## ASSIGNED TASK
Please keep to the lines below from the one with "use crate::WidgetStyle;" through the one with "#[derive(Clone, Copy)]", and restate them word for word, ends included.

## TASK MATERIAL

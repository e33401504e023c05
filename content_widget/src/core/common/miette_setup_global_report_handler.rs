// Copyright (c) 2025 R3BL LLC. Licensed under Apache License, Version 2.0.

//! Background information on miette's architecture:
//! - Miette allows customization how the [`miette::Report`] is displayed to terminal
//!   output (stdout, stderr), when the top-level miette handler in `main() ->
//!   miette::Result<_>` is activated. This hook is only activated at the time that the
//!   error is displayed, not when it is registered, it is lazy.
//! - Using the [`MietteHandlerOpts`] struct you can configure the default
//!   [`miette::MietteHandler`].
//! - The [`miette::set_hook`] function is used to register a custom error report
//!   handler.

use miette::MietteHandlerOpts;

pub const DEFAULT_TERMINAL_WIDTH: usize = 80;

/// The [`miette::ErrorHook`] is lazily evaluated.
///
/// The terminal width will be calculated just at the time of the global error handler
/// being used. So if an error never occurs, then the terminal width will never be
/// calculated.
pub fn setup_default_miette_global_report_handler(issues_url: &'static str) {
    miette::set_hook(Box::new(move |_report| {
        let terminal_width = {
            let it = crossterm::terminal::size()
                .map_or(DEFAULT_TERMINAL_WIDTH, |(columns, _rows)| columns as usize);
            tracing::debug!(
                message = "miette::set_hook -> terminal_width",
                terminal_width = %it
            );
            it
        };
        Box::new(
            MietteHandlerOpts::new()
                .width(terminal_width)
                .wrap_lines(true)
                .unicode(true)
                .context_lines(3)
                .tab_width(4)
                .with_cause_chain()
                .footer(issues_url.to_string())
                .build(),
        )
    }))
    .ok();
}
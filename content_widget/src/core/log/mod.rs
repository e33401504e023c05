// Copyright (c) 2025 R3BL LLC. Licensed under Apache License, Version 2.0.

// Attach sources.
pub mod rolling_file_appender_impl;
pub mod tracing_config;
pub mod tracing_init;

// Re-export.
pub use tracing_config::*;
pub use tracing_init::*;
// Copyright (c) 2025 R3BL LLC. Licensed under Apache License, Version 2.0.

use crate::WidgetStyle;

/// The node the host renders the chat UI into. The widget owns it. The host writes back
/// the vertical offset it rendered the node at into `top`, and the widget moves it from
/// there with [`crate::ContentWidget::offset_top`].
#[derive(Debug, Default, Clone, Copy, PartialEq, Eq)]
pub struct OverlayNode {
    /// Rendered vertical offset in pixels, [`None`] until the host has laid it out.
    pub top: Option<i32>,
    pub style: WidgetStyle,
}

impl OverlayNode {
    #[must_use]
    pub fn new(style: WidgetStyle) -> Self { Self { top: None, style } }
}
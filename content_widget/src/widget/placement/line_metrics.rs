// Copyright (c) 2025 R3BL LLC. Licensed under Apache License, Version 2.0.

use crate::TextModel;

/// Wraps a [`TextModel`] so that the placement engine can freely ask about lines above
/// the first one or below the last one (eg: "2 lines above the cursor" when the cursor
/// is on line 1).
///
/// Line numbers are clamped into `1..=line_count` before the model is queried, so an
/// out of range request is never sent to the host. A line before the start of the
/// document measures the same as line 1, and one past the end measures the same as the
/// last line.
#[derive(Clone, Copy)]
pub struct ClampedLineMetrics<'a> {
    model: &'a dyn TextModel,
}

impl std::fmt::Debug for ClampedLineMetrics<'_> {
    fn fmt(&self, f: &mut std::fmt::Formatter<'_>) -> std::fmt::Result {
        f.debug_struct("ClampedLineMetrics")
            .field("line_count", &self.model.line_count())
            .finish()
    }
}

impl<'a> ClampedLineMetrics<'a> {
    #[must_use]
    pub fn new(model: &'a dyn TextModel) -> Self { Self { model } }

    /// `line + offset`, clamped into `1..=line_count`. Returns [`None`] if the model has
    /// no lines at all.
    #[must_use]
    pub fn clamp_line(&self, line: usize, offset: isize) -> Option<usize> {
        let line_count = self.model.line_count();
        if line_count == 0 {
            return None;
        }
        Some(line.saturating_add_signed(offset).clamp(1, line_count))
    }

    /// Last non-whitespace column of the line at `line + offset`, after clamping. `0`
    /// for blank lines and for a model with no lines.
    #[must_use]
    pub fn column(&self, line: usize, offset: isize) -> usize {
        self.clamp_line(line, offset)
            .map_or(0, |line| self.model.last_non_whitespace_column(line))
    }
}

## TASK SOLUTION
use crate::WidgetStyle;

/// The node the host renders the chat UI into. The widget owns it. The host writes back
/// the vertical offset it rendered the node at into `top`, and the widget moves it from
/// there with [`crate::ContentWidget::offset_top`].
#[derive(Debug, Default, Clone, Copy, PartialEq, Eq)]
pub struct OverlayNode {
    /// Rendered vertical offset in pixels, [`None`] until the host has laid it out.
    pub top: Option<i32>,
    pub style: WidgetStyle,
}

impl OverlayNode {
    #[must_use]
    pub fn new(style: WidgetStyle) -> Self { Self { top: None, style } }
}
filename content_widget/src/widget/placement/line_metrics.rs
// Copyright (c) 2025 R3BL LLC. Licensed under Apache License, Version 2.0.

use crate::TextModel;

/// Wraps a [`TextModel`] so that the placement engine can freely ask about lines above
/// the first one or below the last one (eg: "2 lines above the cursor" when the cursor
/// is on line 1).
///
/// Line numbers are clamped into `1..=line_count` before the model is queried, so an
/// out of range request is never sent to the host. A line before the start of the
/// document measures the same as line 1, and one past the end measures the same as the
/// last line.
#[derive(Clone, Copy)]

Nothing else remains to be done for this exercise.